> _Task requirements_:
Line by line, repeat the material below without any deviation.

> _Records shown_:
//! Contact message data models.

use serde::{Deserialize, Serialize};

/// A message left through the public contact form.
#[derive(Debug, Clone, sqlx::FromRow, Serialize)]
pub struct ContactMessage {
    pub id: i64,
    pub full_name: String,
    pub email_address: String,
    pub phone_number: String,
    pub message: String,
}

/// Request body for the contact endpoint.
#[derive(Debug, Deserialize)]
pub struct ContactRequest {
    pub full_name: String,
    pub email_address: String,
    pub phone_number: String,
    pub message: String,
}
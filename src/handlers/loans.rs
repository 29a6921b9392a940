//! Loan and repayment HTTP handlers.
//!
//! - POST /api/v1/loans - Create a loan
//! - GET /api/v1/loans/:id - Get loan details
//! - POST /api/v1/repayments - Record a repayment
//! - GET /api/v1/repayments/:id - Get repayment details

use crate::{
    db::DbPool,
    error::AppError,
    models::loan::{CreateLoanRequest, CreateRepaymentRequest, Loan, Repayment},
};
use axum::{
    Json,
    extract::{Path, State},
    http::StatusCode,
};
use rust_decimal::Decimal;

/// Create a loan for a customer.
pub async fn create_loan(
    State(pool): State<DbPool>,
    Json(request): Json<CreateLoanRequest>,
) -> Result<(StatusCode, Json<Loan>), AppError> {
    if request.loan_amount <= Decimal::ZERO {
        return Err(AppError::InvalidRequest(
            "Loan amount must be positive".to_string(),
        ));
    }
    if request.end_date < request.start_date {
        return Err(AppError::InvalidRequest(
            "End date must not precede start date".to_string(),
        ));
    }

    let customer_exists: bool =
        sqlx::query_scalar("SELECT EXISTS(SELECT 1 FROM customers WHERE id = $1)")
            .bind(request.customer_id)
            .fetch_one(&pool)
            .await?;
    if !customer_exists {
        return Err(AppError::NotFound("customer"));
    }

    let loan = sqlx::query_as::<_, Loan>(
        r#"
        INSERT INTO loans (customer_id, loan_amount, interest_rate, start_date, end_date, outstanding_balance)
        VALUES ($1, $2, $3, $4, $5, $6)
        RETURNING *
        "#,
    )
    .bind(request.customer_id)
    .bind(request.loan_amount)
    .bind(request.interest_rate)
    .bind(request.start_date)
    .bind(request.end_date)
    .bind(request.outstanding_balance)
    .fetch_one(&pool)
    .await?;

    Ok((StatusCode::CREATED, Json(loan)))
}

/// Get loan details by ID.
pub async fn get_loan(
    State(pool): State<DbPool>,
    Path(loan_id): Path<i64>,
) -> Result<Json<Loan>, AppError> {
    let loan = sqlx::query_as::<_, Loan>("SELECT * FROM loans WHERE id = $1")
        .bind(loan_id)
        .fetch_optional(&pool)
        .await?
        .ok_or(AppError::NotFound("loan"))?;

    Ok(Json(loan))
}

/// Record a repayment against a loan.
pub async fn create_repayment(
    State(pool): State<DbPool>,
    Json(request): Json<CreateRepaymentRequest>,
) -> Result<(StatusCode, Json<Repayment>), AppError> {
    if request.repayment_amount <= Decimal::ZERO {
        return Err(AppError::InvalidRequest(
            "Repayment amount must be positive".to_string(),
        ));
    }

    let loan_exists: bool = sqlx::query_scalar("SELECT EXISTS(SELECT 1 FROM loans WHERE id = $1)")
        .bind(request.loan_id)
        .fetch_one(&pool)
        .await?;
    if !loan_exists {
        return Err(AppError::NotFound("loan"));
    }

    let repayment = sqlx::query_as::<_, Repayment>(
        r#"
        INSERT INTO repayments (loan_id, repayment_date, repayment_amount)
        VALUES ($1, $2, $3)
        RETURNING id, loan_id, repayment_date, repayment_amount
        "#,
    )
    .bind(request.loan_id)
    .bind(request.repayment_date)
    .bind(request.repayment_amount)
    .fetch_one(&pool)
    .await?;

    Ok((StatusCode::CREATED, Json(repayment)))
}

/// Get repayment details by ID.
pub async fn get_repayment(
    State(pool): State<DbPool>,
    Path(repayment_id): Path<i64>,
) -> Result<Json<Repayment>, AppError> {
    let repayment = sqlx::query_as::<_, Repayment>(
        "SELECT id, loan_id, repayment_date, repayment_amount FROM repayments WHERE id = $1",
    )
    .bind(repayment_id)
    .fetch_optional(&pool)
    .await?
    .ok_or(AppError::NotFound("repayment"))?;

    Ok(Json(repayment))
}
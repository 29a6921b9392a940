//! Account data models and API request/response types.

use rust_decimal::Decimal;
use serde::{Deserialize, Serialize};

/// Represents an account record from the database.
///
/// # Balance Storage
///
/// Balances are stored as `NUMERIC(12,2)` and carried as
/// [`rust_decimal::Decimal`], so arithmetic is exact fixed-point - never
/// floats. The database enforces `CHECK (balance >= 0)`; the only write path
/// that mutates a balance after creation is the transfer unit of work.
#[derive(Debug, Clone, sqlx::FromRow, Serialize)]
pub struct Account {
    /// Unique identifier for this account
    pub id: i64,

    /// Customer this account is held for
    pub customer_id: i64,

    /// External-facing account number (unique)
    pub account_number: String,

    /// Account type, e.g. "checking" or "savings"
    pub account_type: String,

    /// Current balance, always non-negative
    pub balance: Decimal,

    /// Agency managing this account
    pub agency_id: i64,

    /// Back-office user who opened the account
    pub user_id: i64,
}

/// Request body for creating a new account.
///
/// # JSON Example
///
/// ```json
/// {
///   "customer_id": 1,
///   "account_number": "FR76-0001",
///   "account_type": "checking",
///   "balance": "250.00",
///   "agency_id": 1,
///   "user_id": 1
/// }
/// ```
#[derive(Debug, Deserialize)]
pub struct CreateAccountRequest {
    pub customer_id: i64,
    pub account_number: String,
    pub account_type: String,

    /// Opening balance (defaults to 0 if not provided)
    #[serde(default)]
    pub balance: Decimal,

    pub agency_id: i64,
    pub user_id: i64,
}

> _Answer box_:
//! Contact message data models.

use serde::{Deserialize, Serialize};

/// A message left through the public contact form.
#[derive(Debug, Clone, sqlx::FromRow, Serialize)]
pub struct ContactMessage {
    pub id: i64,
    pub full_name: String,
    pub email_address: String,
    pub phone_number: String,
    pub message: String,
}

/// Request body for the contact endpoint.
#[derive(Debug, Deserialize)]
pub struct ContactRequest {
    pub full_name: String,
    pub email_address: String,
    pub phone_number: String,
    pub message: String,
}
filename src/handlers/loans.rs
repository 29a6921b9392a940
//! Loan and repayment HTTP handlers.
//!
//! - POST /api/v1/loans - Create a loan
//! - GET /api/v1/loans/:id - Get loan details
//! - POST /api/v1/repayments - Record a repayment
//! - GET /api/v1/repayments/:id - Get repayment details

use crate::{
    db::DbPool,
    error::AppError,
    models::loan::{CreateLoanRequest, CreateRepaymentRequest, Loan, Repayment},
};
use axum::{
    Json,
    extract::{Path, State},
    http::StatusCode,
};
use rust_decimal::Decimal;

/// Create a loan for a customer.
pub async fn create_loan(
    State(pool): State<DbPool>,
    Json(request): Json<CreateLoanRequest>,
) -> Result<(StatusCode, Json<Loan>), AppError> {
    if request.loan_amount <= Decimal::ZERO {
        return Err(AppError::InvalidRequest(
            "Loan amount must be positive".to_string(),
        ));
    }
    if request.end_date < request.start_date {
        return Err(AppError::InvalidRequest(
            "End date must not precede start date".to_string(),
        ));
    }

    let customer_exists: bool =
        sqlx::query_scalar("SELECT EXISTS(SELECT 1 FROM customers WHERE id = $1)")
            .bind(request.customer_id)
            .fetch_one(&pool)
            .await?;
    if !customer_exists {
        return Err(AppError::NotFound("customer"));
    }

    let loan = sqlx::query_as::<_, Loan>(
        r#"
        INSERT INTO loans (customer_id, loan_amount, interest_rate, start_date, end_date, outstanding_balance)
        VALUES ($1, $2, $3, $4, $5, $6)
        RETURNING *
        "#,
    )
    .bind(request.customer_id)
    .bind(request.loan_amount)
    .bind(request.interest_rate)
    .bind(request.start_date)
    .bind(request.end_date)
    .bind(request.outstanding_balance)
    .fetch_one(&pool)
    .await?;

    Ok((StatusCode::CREATED, Json(loan)))
}

/// Get loan details by ID.
pub async fn get_loan(
    State(pool): State<DbPool>,
    Path(loan_id): Path<i64>,
) -> Result<Json<Loan>, AppError> {
    let loan = sqlx::query_as::<_, Loan>("SELECT * FROM loans WHERE id = $1")
        .bind(loan_id)
        .fetch_optional(&pool)
        .await?
        .ok_or(AppError::NotFound("loan"))?;

    Ok(Json(loan))
}

/// Record a repayment against a loan.
pub async fn create_repayment(
    State(pool): State<DbPool>,
    Json(request): Json<CreateRepaymentRequest>,
) -> Result<(StatusCode, Json<Repayment>), AppError> {
    if request.repayment_amount <= Decimal::ZERO {
        return Err(AppError::InvalidRequest(
            "Repayment amount must be positive".to_string(),
        ));
    }

    let loan_exists: bool = sqlx::query_scalar("SELECT EXISTS(SELECT 1 FROM loans WHERE id = $1)")
        .bind(request.loan_id)
        .fetch_one(&pool)
        .await?;
    if !loan_exists {
        return Err(AppError::NotFound("loan"));
    }

    let repayment = sqlx::query_as::<_, Repayment>(
        r#"
        INSERT INTO repayments (loan_id, repayment_date, repayment_amount)
        VALUES ($1, $2, $3)
        RETURNING id, loan_id, repayment_date, repayment_amount
        "#,
    )
    .bind(request.loan_id)
    .bind(request.repayment_date)
    .bind(request.repayment_amount)
    .fetch_one(&pool)
    .await?;

    Ok((StatusCode::CREATED, Json(repayment)))
}

/// Get repayment details by ID.
pub async fn get_repayment(
    State(pool): State<DbPool>,
    Path(repayment_id): Path<i64>,
) -> Result<Json<Repayment>, AppError> {
    let repayment = sqlx::query_as::<_, Repayment>(
        "SELECT id, loan_id, repayment_date, repayment_amount FROM repayments WHERE id = $1",
    )
    .bind(repayment_id)
    .fetch_optional(&pool)
    .await?
    .ok_or(AppError::NotFound("repayment"))?;

    Ok(Json(repayment))
}
repository 29a6921b9392a940
//! Account data models and API request/response types.

use rust_decimal::Decimal;
use serde::{Deserialize, Serialize};

/// Represents an account record from the database.
///
/// # Balance Storage
///
/// Balances are stored as `NUMERIC(12,2)` and carried as
/// [`rust_decimal::Decimal`], so arithmetic is exact fixed-point - never
/// floats. The database enforces `CHECK (balance >= 0)`; the only write path
/// that mutates a balance after creation is the transfer unit of work.
#[derive(Debug, Clone, sqlx::FromRow, Serialize)]
pub struct Account {
    /// Unique identifier for this account
    pub id: i64,

    /// Customer this account is held for
    pub customer_id: i64,

    /// External-facing account number (unique)
    pub account_number: String,

    /// Account type, e.g. "checking" or "savings"
    pub account_type: String,

    /// Current balance, always non-negative
    pub balance: Decimal,

    /// Agency managing this account
    pub agency_id: i64,

    /// Back-office user who opened the account
    pub user_id: i64,
}

/// Request body for creating a new account.
///
/// # JSON Example
///
/// ```json
/// {
///   "customer_id": 1,
///   "account_number": "FR76-0001",
///   "account_type": "checking",
///   "balance": "250.00",
///   "agency_id": 1,
///   "user_id": 1
/// }
/// ```
#[derive(Debug, Deserialize)]
pub struct CreateAccountRequest {
    pub customer_id: i64,
    pub account_number: String,
    pub account_type: String,

    /// Opening balance (defaults to 0 if not provided)
    #[serde(default)]
    pub balance: Decimal,

    pub agency_id: i64,
    pub user_id: i64,
}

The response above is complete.